------ EXERCISE INPUTS

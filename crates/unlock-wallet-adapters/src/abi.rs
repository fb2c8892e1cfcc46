//! Contract interfaces for every supported version, plus the encoding helpers
//! shared by the version implementations.

use alloy::primitives::utils::{format_units, parse_units, ParseUnits};
use alloy::primitives::{Address, Bytes, U256};
use alloy::sol;
use alloy::sol_types::SolCall;
use serde_json::{json, Value};

use unlock_wallet_core::{GatewayError, RpcSender};

sol! {
    interface UnlockV0 {
        function createLock(uint256 expirationDuration, uint256 keyPrice, uint256 maxNumberOfKeys) external returns (address);
    }

    interface UnlockV02 {
        function createLock(uint256 expirationDuration, address tokenAddress, uint256 keyPrice, uint256 maxNumberOfKeys) external returns (address);
    }

    interface UnlockV10 {
        function createLock(uint256 expirationDuration, address tokenAddress, uint256 keyPrice, uint256 maxNumberOfKeys, string lockName, bytes12 salt) external returns (address);
    }

    interface PublicLockV0 {
        function purchaseFor(address recipient, bytes data) external payable;
        function withdraw() external;
        function partialWithdraw(uint256 amount) external;
        function updateKeyPrice(uint256 keyPrice) external;
    }

    interface PublicLockV01 {
        function purchaseFor(address recipient) external payable;
        function withdraw() external;
        function partialWithdraw(uint256 amount) external;
        function updateKeyPrice(uint256 keyPrice) external;
    }

    interface PublicLockV10 {
        function purchase(uint256 value, address recipient, address referrer, bytes data) external payable;
        function withdraw(address tokenAddress, uint256 amount) external;
        function updateKeyPricing(uint256 keyPrice, address tokenAddress) external;
    }

    interface LockReader {
        function keyPrice() external view returns (uint256);
        function expirationDuration() external view returns (uint256);
        function maxNumberOfKeys() external view returns (uint256);
        function owner() external view returns (address);
        function outstandingKeys() external view returns (uint256);
        function totalSupply() external view returns (uint256);
        function tokenAddress() external view returns (address);
        function publicLockVersion() external view returns (uint256);
    }

    interface UnlockReader {
        function unlockVersion() external view returns (uint256);
    }

    interface Erc20 {
        function balanceOf(address owner) external view returns (uint256);
        function decimals() external view returns (uint8);
    }
}

pub mod gas {
    pub const CREATE_LOCK: u64 = 3_000_000;
    pub const PURCHASE_KEY: u64 = 300_000;
    pub const WITHDRAW: u64 = 1_000_000;
    pub const PARTIAL_WITHDRAW: u64 = 1_000_000;
    pub const UPDATE_KEY_PRICE: u64 = 1_000_000;
}

pub fn encode<C: SolCall>(call: &C) -> Bytes {
    Bytes::from(call.abi_encode())
}

/// Read-only `eth_call` against `to` at the latest block.
pub async fn eth_call<C>(rpc: &dyn RpcSender, to: Address, call: C) -> Result<C::Return, GatewayError>
where
    C: SolCall + Send,
{
    let data = format!("0x{}", alloy::hex::encode(call.abi_encode()));
    let raw = rpc
        .send(
            "eth_call",
            json!([{ "to": to.to_string(), "data": data }, "latest"]),
        )
        .await?;
    let bytes = parse_bytes(&raw)?;
    C::abi_decode_returns(&bytes, true).map_err(|e| {
        GatewayError::InvalidResponse(format!("cannot decode {} result: {e}", C::SIGNATURE))
    })
}

pub fn parse_bytes(value: &Value) -> Result<Bytes, GatewayError> {
    let raw = value
        .as_str()
        .ok_or_else(|| GatewayError::InvalidResponse("expected hex data string".to_owned()))?;
    raw.parse()
        .map_err(|e| GatewayError::InvalidResponse(format!("invalid hex data: {e}")))
}

/// Parses an RPC quantity (`"0x1a"`), tolerating plain numbers from lenient nodes.
pub fn parse_quantity(value: &Value) -> Result<U256, GatewayError> {
    if let Some(n) = value.as_u64() {
        return Ok(U256::from(n));
    }
    let raw = value
        .as_str()
        .ok_or_else(|| GatewayError::InvalidResponse("expected quantity string".to_owned()))?;
    let parsed = match raw.strip_prefix("0x").or_else(|| raw.strip_prefix("0X")) {
        Some("") => return Ok(U256::ZERO),
        Some(hex) => U256::from_str_radix(hex, 16),
        None => U256::from_str_radix(raw, 10),
    };
    parsed.map_err(|e| GatewayError::InvalidResponse(format!("invalid quantity '{raw}': {e}")))
}

pub fn quantity_to_u64(value: U256, field: &str) -> Result<u64, GatewayError> {
    u64::try_from(value)
        .map_err(|_| GatewayError::InvalidResponse(format!("{field} does not fit in u64")))
}

/// Converts a decimal amount (`"0.01"`) to base units.
pub fn to_base_units(amount: &str, decimals: u8) -> Result<U256, GatewayError> {
    match parse_units(amount.trim(), decimals) {
        Ok(ParseUnits::U256(value)) => Ok(value),
        Ok(ParseUnits::I256(_)) => Err(GatewayError::Validation(format!(
            "amount must not be negative: {amount}"
        ))),
        Err(e) => Err(GatewayError::Validation(format!(
            "invalid amount '{amount}': {e}"
        ))),
    }
}

/// Formats base units as a decimal string without trailing zeros.
pub fn from_base_units(value: U256, decimals: u8) -> Result<String, GatewayError> {
    let formatted = format_units(value, decimals)
        .map_err(|e| GatewayError::InvalidResponse(format!("cannot format amount: {e}")))?;
    Ok(trim_decimal(&formatted))
}

fn trim_decimal(raw: &str) -> String {
    if !raw.contains('.') {
        return raw.to_owned();
    }
    raw.trim_end_matches('0').trim_end_matches('.').to_owned()
}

------------

> [YOUR INSTRUCTIONS] Every record above must appear again in the answer, unchanged.

> [TASK OUTPUT]
filename crates/unlock-wallet-adapters/src/abi.rs
repository fb2c8892e1cfcc46
//! Contract interfaces for every supported version, plus the encoding helpers
//! shared by the version implementations.

use alloy::primitives::utils::{format_units, parse_units, ParseUnits};
use alloy::primitives::{Address, Bytes, U256};
use alloy::sol;
use alloy::sol_types::SolCall;
use serde_json::{json, Value};

use unlock_wallet_core::{GatewayError, RpcSender};

sol! {
    interface UnlockV0 {
        function createLock(uint256 expirationDuration, uint256 keyPrice, uint256 maxNumberOfKeys) external returns (address);
    }

    interface UnlockV02 {
        function createLock(uint256 expirationDuration, address tokenAddress, uint256 keyPrice, uint256 maxNumberOfKeys) external returns (address);
    }

    interface UnlockV10 {
        function createLock(uint256 expirationDuration, address tokenAddress, uint256 keyPrice, uint256 maxNumberOfKeys, string lockName, bytes12 salt) external returns (address);
    }

    interface PublicLockV0 {
        function purchaseFor(address recipient, bytes data) external payable;
        function withdraw() external;
        function partialWithdraw(uint256 amount) external;
        function updateKeyPrice(uint256 keyPrice) external;
    }

    interface PublicLockV01 {
        function purchaseFor(address recipient) external payable;
        function withdraw() external;
        function partialWithdraw(uint256 amount) external;
        function updateKeyPrice(uint256 keyPrice) external;
    }

    interface PublicLockV10 {
        function purchase(uint256 value, address recipient, address referrer, bytes data) external payable;
        function withdraw(address tokenAddress, uint256 amount) external;
        function updateKeyPricing(uint256 keyPrice, address tokenAddress) external;
    }

    interface LockReader {
        function keyPrice() external view returns (uint256);
        function expirationDuration() external view returns (uint256);
        function maxNumberOfKeys() external view returns (uint256);
        function owner() external view returns (address);
        function outstandingKeys() external view returns (uint256);
        function totalSupply() external view returns (uint256);
        function tokenAddress() external view returns (address);
        function publicLockVersion() external view returns (uint256);
    }

    interface UnlockReader {
        function unlockVersion() external view returns (uint256);
    }

    interface Erc20 {
        function balanceOf(address owner) external view returns (uint256);
        function decimals() external view returns (uint8);
    }
}

pub mod gas {
    pub const CREATE_LOCK: u64 = 3_000_000;
    pub const PURCHASE_KEY: u64 = 300_000;
    pub const WITHDRAW: u64 = 1_000_000;
    pub const PARTIAL_WITHDRAW: u64 = 1_000_000;
    pub const UPDATE_KEY_PRICE: u64 = 1_000_000;
}

pub fn encode<C: SolCall>(call: &C) -> Bytes {
    Bytes::from(call.abi_encode())
}

/// Read-only `eth_call` against `to` at the latest block.
pub async fn eth_call<C>(rpc: &dyn RpcSender, to: Address, call: C) -> Result<C::Return, GatewayError>
where
    C: SolCall + Send,
{
    let data = format!("0x{}", alloy::hex::encode(call.abi_encode()));
    let raw = rpc
        .send(
            "eth_call",
            json!([{ "to": to.to_string(), "data": data }, "latest"]),
        )
        .await?;
    let bytes = parse_bytes(&raw)?;
    C::abi_decode_returns(&bytes, true).map_err(|e| {
        GatewayError::InvalidResponse(format!("cannot decode {} result: {e}", C::SIGNATURE))
    })
}

pub fn parse_bytes(value: &Value) -> Result<Bytes, GatewayError> {
    let raw = value
        .as_str()
        .ok_or_else(|| GatewayError::InvalidResponse("expected hex data string".to_owned()))?;
    raw.parse()
        .map_err(|e| GatewayError::InvalidResponse(format!("invalid hex data: {e}")))
}

/// Parses an RPC quantity (`"0x1a"`), tolerating plain numbers from lenient nodes.
pub fn parse_quantity(value: &Value) -> Result<U256, GatewayError> {
    if let Some(n) = value.as_u64() {
        return Ok(U256::from(n));
    }
    let raw = value
        .as_str()
        .ok_or_else(|| GatewayError::InvalidResponse("expected quantity string".to_owned()))?;
    let parsed = match raw.strip_prefix("0x").or_else(|| raw.strip_prefix("0X")) {
        Some("") => return Ok(U256::ZERO),
        Some(hex) => U256::from_str_radix(hex, 16),
        None => U256::from_str_radix(raw, 10),
    };
    parsed.map_err(|e| GatewayError::InvalidResponse(format!("invalid quantity '{raw}': {e}")))
}

pub fn quantity_to_u64(value: U256, field: &str) -> Result<u64, GatewayError> {
    u64::try_from(value)
        .map_err(|_| GatewayError::InvalidResponse(format!("{field} does not fit in u64")))
}

/// Converts a decimal amount (`"0.01"`) to base units.
pub fn to_base_units(amount: &str, decimals: u8) -> Result<U256, GatewayError> {
    match parse_units(amount.trim(), decimals) {
        Ok(ParseUnits::U256(value)) => Ok(value),
        Ok(ParseUnits::I256(_)) => Err(GatewayError::Validation(format!(
            "amount must not be negative: {amount}"
        ))),
        Err(e) => Err(GatewayError::Validation(format!(
            "invalid amount '{amount}': {e}"
        ))),
    }
}

/// Formats base units as a decimal string without trailing zeros.
pub fn from_base_units(value: U256, decimals: u8) -> Result<String, GatewayError> {
    let formatted = format_units(value, decimals)
        .map_err(|e| GatewayError::InvalidResponse(format!("cannot format amount: {e}")))?;
    Ok(trim_decimal(&formatted))
}

fn trim_decimal(raw: &str) -> String {
    if !raw.contains('.') {
        return raw.to_owned();
    }
    raw.trim_end_matches('0').trim_end_matches('.').to_owned()
}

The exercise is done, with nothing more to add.